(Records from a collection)

use axum::{async_trait, extract::FromRequestParts, http::request::Parts};
use tracing::warn;
use uuid::Uuid;

use crate::{error::ApiError, gate::Pass};

/// The authenticated user the gate admitted. Handlers never look at tokens
/// themselves.
pub struct AuthUser(pub Uuid);

#[async_trait]
impl<S> FromRequestParts<S> for AuthUser
where
    S: Send + Sync,
{
    type Rejection = ApiError;

    async fn from_request_parts(parts: &mut Parts, _state: &S) -> Result<Self, Self::Rejection> {
        let pass = parts
            .extensions
            .get::<Pass>()
            .ok_or(ApiError::Unauthenticated)?;
        pass.principal.user_id().map(AuthUser).ok_or_else(|| {
            warn!(
                operation = pass.operation.name(),
                "handler needs a user but the operation is public"
            );
            ApiError::Unauthenticated
        })
    }
}
use crate::common::Formula;

/// A node identified by its index in a [`NodeStorage`].
#[derive(Debug, Clone, Copy, Hash, Eq, PartialEq, PartialOrd, Ord)]
pub struct NodeId {
    index: usize,
}

impl std::fmt::Display for NodeId {
    fn fmt(&self, f: &mut std::fmt::Formatter<'_>) -> std::fmt::Result {
        write!(f, "n{}", self.index)
    }
}

/// Hands out the step numbers of a tree. Numbers start at 1 and are never reused.
#[derive(Debug)]
pub struct StepCounter {
    next: u32,
}

impl StepCounter {
    pub fn new() -> Self {
        StepCounter { next: 1 }
    }

    /// Take the next number.
    pub fn issue(&mut self) -> u32 {
        let number = self.next;
        self.next += 1;
        number
    }

    /// The number the next call to [`StepCounter::issue`] returns.
    pub fn peek(&self) -> u32 {
        self.next
    }
}

impl Default for StepCounter {
    fn default() -> Self {
        StepCounter::new()
    }
}

/// A formula placed on a node.
#[derive(Debug, Clone)]
pub struct FormulaEntry {
    formula: Formula,
    broken: bool,
    sequence: Option<u32>,
}

impl FormulaEntry {
    pub fn new(formula: Formula) -> Self {
        FormulaEntry {
            formula,
            broken: false,
            sequence: None,
        }
    }

    pub fn formula(&self) -> &Formula {
        &self.formula
    }

    /// Whether the decomposition rule of this entry has fired.
    pub fn is_broken(&self) -> bool {
        self.broken
    }

    /// Step number at which the entry was broken.
    pub fn sequence(&self) -> Option<u32> {
        self.sequence
    }

    /// An entry can be broken once, and only if its formula is not a literal.
    pub fn can_break(&self) -> bool {
        !self.broken && !self.formula.is_literal()
    }

    fn mark_broken(&mut self, sequence: u32) {
        self.broken = true;
        self.sequence = Some(sequence);
    }
}

/// One segment of a branch. Entries are append-only and a node has either no children or
/// exactly two.
#[derive(Debug, Clone)]
pub struct Node {
    entries: Vec<FormulaEntry>,
    parent: Option<NodeId>,
    children: Option<[NodeId; 2]>,
    closed: bool,
    closure: Option<u32>,
}

impl Node {
    fn new(parent: Option<NodeId>) -> Self {
        Node {
            entries: vec![],
            parent,
            children: None,
            closed: false,
            closure: None,
        }
    }

    pub fn entries(&self) -> &[FormulaEntry] {
        &self.entries
    }

    pub fn parent(&self) -> Option<NodeId> {
        self.parent
    }

    pub fn children(&self) -> Option<[NodeId; 2]> {
        self.children
    }

    pub fn is_leaf(&self) -> bool {
        self.children.is_none()
    }

    /// Whether a contradiction was found directly on this node. See
    /// [`NodeStorage::is_closed`] for closure that takes children into account.
    pub fn closed(&self) -> bool {
        self.closed
    }

    /// Step number at which the node closed.
    pub fn closure(&self) -> Option<u32> {
        self.closure
    }
}

/// Owns every node of a tree. Nodes refer to each other by [`NodeId`], so a child can query
/// its ancestors without the tree owning itself.
#[derive(Debug, Clone)]
pub struct NodeStorage {
    nodes: Vec<Node>,
}

impl NodeStorage {
    /// Create a storage holding only an empty root.
    pub fn new() -> Self {
        NodeStorage {
            nodes: vec![Node::new(None)],
        }
    }

    pub fn root(&self) -> NodeId {
        NodeId { index: 0 }
    }

    pub fn node(&self, id: NodeId) -> &Node {
        self.nodes.get(id.index).expect("node index out of bounds")
    }

    fn node_mut(&mut self, id: NodeId) -> &mut Node {
        self.nodes.get_mut(id.index).expect("node index out of bounds")
    }

    pub fn number_of_nodes(&self) -> usize {
        self.nodes.len()
    }

    pub fn all_nodes(&self) -> impl Iterator<Item = NodeId> + '_ {
        (0..self.nodes.len()).map(|index| NodeId { index })
    }

    fn push_entry(&mut self, id: NodeId, formula: Formula) {
        self.node_mut(id).entries.push(FormulaEntry::new(formula));
    }

    fn close(&mut self, id: NodeId, counter: &mut StepCounter) {
        let node = self.node_mut(id);
        node.closed = true;
        node.closure = Some(counter.issue());
    }

    /// Place the initial formulas on a node. Unlike [`NodeStorage::add_entry`] every formula is
    /// placed even after the node closed, so a contradiction among the seeds still shows all of
    /// them.
    pub(super) fn seed(
        &mut self,
        id: NodeId,
        formulas: impl IntoIterator<Item = Formula>,
        counter: &mut StepCounter,
    ) {
        for formula in formulas {
            let complement = formula.complement();
            self.push_entry(id, formula);
            if !self.node(id).closed && self.contains_formula(id, &complement) {
                self.close(id, counter);
            }
        }
    }

    pub(super) fn mark_broken(&mut self, id: NodeId, entry: usize, sequence: u32) {
        self.node_mut(id).entries[entry].mark_broken(sequence);
    }

    /// Append a formula to an open node. Returns true if the node closed because the complement
    /// of the formula is already on its branch, in which case the closure consumes a step number.
    /// A closed node rejects the formula and returns false.
    pub fn add_entry(&mut self, id: NodeId, formula: Formula, counter: &mut StepCounter) -> bool {
        if self.node(id).closed {
            return false;
        }
        let complement = formula.complement();
        self.push_entry(id, formula);
        if self.contains_formula(id, &complement) {
            self.close(id, counter);
            true
        } else {
            false
        }
    }

    /// Check if the formula is on the node or any of its ancestors.
    pub fn contains_formula(&self, id: NodeId, target: &Formula) -> bool {
        let mut current = Some(id);
        while let Some(id) = current {
            let node = self.node(id);
            if node.entries.iter().any(|entry| entry.formula == *target) {
                return true;
            }
            current = node.parent;
        }
        false
    }

    /// A leaf is closed if it closed itself, an inner node once all of its children are closed.
    pub fn is_closed(&self, id: NodeId) -> bool {
        let node = self.node(id);
        match node.children {
            None => node.closed,
            Some(children) => children.iter().all(|&child| self.is_closed(child)),
        }
    }

    /// Check if expansion below this node can make progress. A node can expand while it holds
    /// an unbroken composite formula. Otherwise every open child has to be expandable, and at
    /// least one child has to be open.
    pub fn can_expand(&self, id: NodeId) -> bool {
        if self.is_closed(id) {
            return false;
        }
        let node = self.node(id);
        if node.entries.iter().any(FormulaEntry::can_break) {
            return true;
        }
        match node.children {
            None => false,
            Some(children) => {
                let mut open = children
                    .iter()
                    .copied()
                    .filter(|&child| !self.is_closed(child))
                    .peekable();
                open.peek().is_some() && open.all(|child| self.can_expand(child))
            }
        }
    }

    /// Split every open leaf below the node in two. Returns the new left and right leaves. A
    /// leaf gets its children only once; calling this on an inner node recurses, so repeated
    /// calls extend the current leaves instead of replacing earlier children.
    pub fn add_children(&mut self, id: NodeId) -> (Vec<NodeId>, Vec<NodeId>) {
        if self.node(id).closed {
            return (vec![], vec![]);
        }
        match self.node(id).children {
            None => {
                let left = self.add_node(id);
                let right = self.add_node(id);
                self.node_mut(id).children = Some([left, right]);
                (vec![left], vec![right])
            }
            Some(children) => {
                let mut left_nodes = vec![];
                let mut right_nodes = vec![];
                for child in children {
                    let (left, right) = self.add_children(child);
                    left_nodes.extend(left);
                    right_nodes.extend(right);
                }
                (left_nodes, right_nodes)
            }
        }
    }

    /// All leaves below the node whose branch has not closed, from left to right.
    pub fn open_leaves(&self, id: NodeId) -> Vec<NodeId> {
        let node = self.node(id);
        if node.closed {
            return vec![];
        }
        match node.children {
            None => vec![id],
            Some(children) => children
                .iter()
                .flat_map(|&child| self.open_leaves(child))
                .collect(),
        }
    }

    /// The path from the root down to the node.
    pub fn branch(&self, id: NodeId) -> Vec<NodeId> {
        let mut path = vec![id];
        let mut current = self.node(id).parent;
        while let Some(parent) = current {
            path.push(parent);
            current = self.node(parent).parent;
        }
        path.reverse();
        path
    }

    fn add_node(&mut self, parent: NodeId) -> NodeId {
        let index = self.nodes.len();
        self.nodes.push(Node::new(Some(parent)));
        NodeId { index }
    }
}

impl Default for NodeStorage {
    fn default() -> Self {
        NodeStorage::new()
    }
}
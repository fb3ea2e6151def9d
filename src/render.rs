//! Text rendering of a finished truth tree.

use std::fmt::Write;

use crate::common::Formula;
use crate::tableau::{NodeId, TruthTree};

/// Glyphs used to draw a tree.
struct Style {
    branch: &'static str,
    last_branch: &'static str,
    trunk: &'static str,
    space: &'static str,
    broken: &'static str,
    closed: &'static str,
}

static UNICODE: Style = Style {
    branch: "├── ",
    last_branch: "└── ",
    trunk: "│   ",
    space: "    ",
    broken: "✓",
    closed: "✗",
};

static ASCII: Style = Style {
    branch: "|-- ",
    last_branch: "`-- ",
    trunk: "|   ",
    space: "    ",
    broken: "*",
    closed: "X",
};

/// Draws a tree one formula per line. Broken formulas carry the step at which they were broken,
/// closed branches end in a closure marker with the step at which they closed.
#[derive(Debug, Default, Clone, Copy)]
pub struct TreePrinter {
    ascii: bool,
}

impl TreePrinter {
    pub fn new() -> Self {
        TreePrinter::default()
    }

    /// Print formulas as canonical operator text and draw with ASCII characters only.
    pub fn ascii(mut self, ascii: bool) -> Self {
        self.ascii = ascii;
        self
    }

    pub fn render(&self, tree: &TruthTree) -> String {
        let mut out = String::new();
        self.render_node(tree, tree.root(), "", "", &mut out);
        out
    }

    fn style(&self) -> &'static Style {
        if self.ascii {
            &ASCII
        } else {
            &UNICODE
        }
    }

    fn formula(&self, formula: &Formula) -> String {
        if self.ascii {
            formula.to_canonical()
        } else {
            formula.to_string()
        }
    }

    fn lines(&self, tree: &TruthTree, id: NodeId) -> Vec<String> {
        let style = self.style();
        let node = tree.node(id);
        let mut lines = node
            .entries()
            .iter()
            .map(|entry| match entry.sequence() {
                Some(step) => {
                    format!("{}  {}{}", self.formula(entry.formula()), style.broken, step)
                }
                None => self.formula(entry.formula()),
            })
            .collect::<Vec<_>>();
        if let Some(step) = node.closure() {
            lines.push(format!("{} {}", style.closed, step));
        }
        if lines.is_empty() {
            lines.push(".".to_string());
        }
        lines
    }

    fn render_node(
        &self,
        tree: &TruthTree,
        id: NodeId,
        first: &str,
        rest: &str,
        out: &mut String,
    ) {
        let style = self.style();
        for (i, line) in self.lines(tree, id).iter().enumerate() {
            let prefix = if i == 0 { first } else { rest };
            // writing to a String cannot fail
            let _ = writeln!(out, "{}{}", prefix, line);
        }
        if let Some([left, right]) = tree.node(id).children() {
            self.render_node(
                tree,
                left,
                &format!("{}{}", rest, style.branch),
                &format!("{}{}", rest, style.trunk),
                out,
            );
            self.render_node(
                tree,
                right,
                &format!("{}{}", rest, style.last_branch),
                &format!("{}{}", rest, style.space),
                out,
            );
        }
    }
}
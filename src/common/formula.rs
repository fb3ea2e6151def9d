use std::{fmt::Display, ops::Not};

/// A propositional formula. Two formulas are equal iff they have the same shape and equal
/// operands, which is what branch closure compares.
#[derive(Debug, Clone, PartialEq, Eq, Hash)]
pub enum Formula {
    Atom(String),
    Not(Box<Formula>),
    And(Box<Formula>, Box<Formula>),
    Or(Box<Formula>, Box<Formula>),
    If(Box<Formula>, Box<Formula>),
    Iff(Box<Formula>, Box<Formula>),
}

impl Formula {
    pub fn atom(name: impl Into<String>) -> Self {
        Formula::Atom(name.into())
    }

    pub fn and(left: Formula, right: Formula) -> Self {
        Formula::And(Box::new(left), Box::new(right))
    }

    pub fn or(left: Formula, right: Formula) -> Self {
        Formula::Or(Box::new(left), Box::new(right))
    }

    pub fn implies(antecedent: Formula, consequent: Formula) -> Self {
        Formula::If(Box::new(antecedent), Box::new(consequent))
    }

    pub fn iff(left: Formula, right: Formula) -> Self {
        Formula::Iff(Box::new(left), Box::new(right))
    }

    /// Atoms and negated atoms cannot be decomposed any further.
    pub fn is_literal(&self) -> bool {
        match self {
            Formula::Atom(_) => true,
            Formula::Not(inner) => matches!(**inner, Formula::Atom(_)),
            _ => false,
        }
    }

    /// The formula that closes a branch together with this one. A negation is complemented by
    /// its operand, everything else by its negation.
    pub fn complement(&self) -> Formula {
        match self {
            Formula::Not(inner) => (**inner).clone(),
            other => !other.clone(),
        }
    }

    /// Print the formula as canonical operator text, the form the parser accepts back.
    pub fn to_canonical(&self) -> String {
        match self {
            Formula::Atom(name) => name.clone(),
            Formula::Not(inner) => format!("-{}", inner.to_canonical()),
            Formula::And(l, r) => format!("({}&{})", l.to_canonical(), r.to_canonical()),
            Formula::Or(l, r) => format!("({}|{})", l.to_canonical(), r.to_canonical()),
            Formula::If(l, r) => format!("({}>{})", l.to_canonical(), r.to_canonical()),
            Formula::Iff(l, r) => format!("({}<{})", l.to_canonical(), r.to_canonical()),
        }
    }

    /// Nesting depth, an atom has depth 0.
    pub fn depth(&self) -> usize {
        match self {
            Formula::Atom(_) => 0,
            Formula::Not(inner) => inner.depth() + 1,
            Formula::And(l, r) | Formula::Or(l, r) | Formula::If(l, r) | Formula::Iff(l, r) => {
                l.depth().max(r.depth()) + 1
            }
        }
    }
}

impl Not for Formula {
    type Output = Self;
    fn not(self) -> Self::Output {
        Formula::Not(Box::new(self))
    }
}

impl Not for &Formula {
    type Output = Formula;
    fn not(self) -> Self::Output {
        Formula::Not(Box::new(self.clone()))
    }
}

impl Display for Formula {
    fn fmt(&self, f: &mut std::fmt::Formatter<'_>) -> std::fmt::Result {
        match self {
            Formula::Atom(name) => write!(f, "{}", name),
            Formula::Not(inner) => write!(f, "¬{}", inner),
            Formula::And(l, r) => write!(f, "({} ∧ {})", l, r),
            Formula::Or(l, r) => write!(f, "({} ∨ {})", l, r),
            Formula::If(l, r) => write!(f, "({} → {})", l, r),
            Formula::Iff(l, r) => write!(f, "({} ↔ {})", l, r),
        }
    }
}

#[cfg(test)]
mod tests {
    use super::*;

    #[test]
    fn complement_of_negation_is_operand() {
        let a = Formula::atom("A");
        assert_eq!((!a.clone()).complement(), a);
        assert_eq!(a.complement(), !a.clone());
        // only one negation is stripped
        assert_eq!((!!a.clone()).complement(), !a);
    }

    #[test]
    fn literals() {
        let a = Formula::atom("A");
        assert!(a.is_literal());
        assert!((!&a).is_literal());
        assert!(!(!!a.clone()).is_literal());
        assert!(!Formula::and(a.clone(), a).is_literal());
    }

    #[test]
    fn structural_equality() {
        let left = Formula::implies(Formula::atom("A"), Formula::atom("B"));
        let right = Formula::implies(Formula::atom("A"), Formula::atom("B"));
        assert_eq!(left, right);
        assert_ne!(left, Formula::implies(Formula::atom("B"), Formula::atom("A")));
        assert_ne!(left, Formula::or(Formula::atom("A"), Formula::atom("B")));
    }

    #[test]
    fn display_uses_logic_glyphs() {
        let f = Formula::iff(
            !Formula::and(Formula::atom("A"), Formula::atom("B")),
            Formula::or(Formula::atom("C"), Formula::atom("D")),
        );
        assert_eq!(f.to_string(), "(¬(A ∧ B) ↔ (C ∨ D))");
        assert_eq!(f.to_canonical(), "(-(A&B)<(C|D))");
        assert_eq!(f.depth(), 3);
    }
}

• [Work instruction]: Begin at the first line of the records above and restate each line word for word, stopping after the line with "type Rejection = ApiError;".

• [Reply]:
use axum::{async_trait, extract::FromRequestParts, http::request::Parts};
use tracing::warn;
use uuid::Uuid;

use crate::{error::ApiError, gate::Pass};

/// The authenticated user the gate admitted. Handlers never look at tokens
/// themselves.
pub struct AuthUser(pub Uuid);

#[async_trait]
impl<S> FromRequestParts<S> for AuthUser
where
    S: Send + Sync,
{
    type Rejection = ApiError;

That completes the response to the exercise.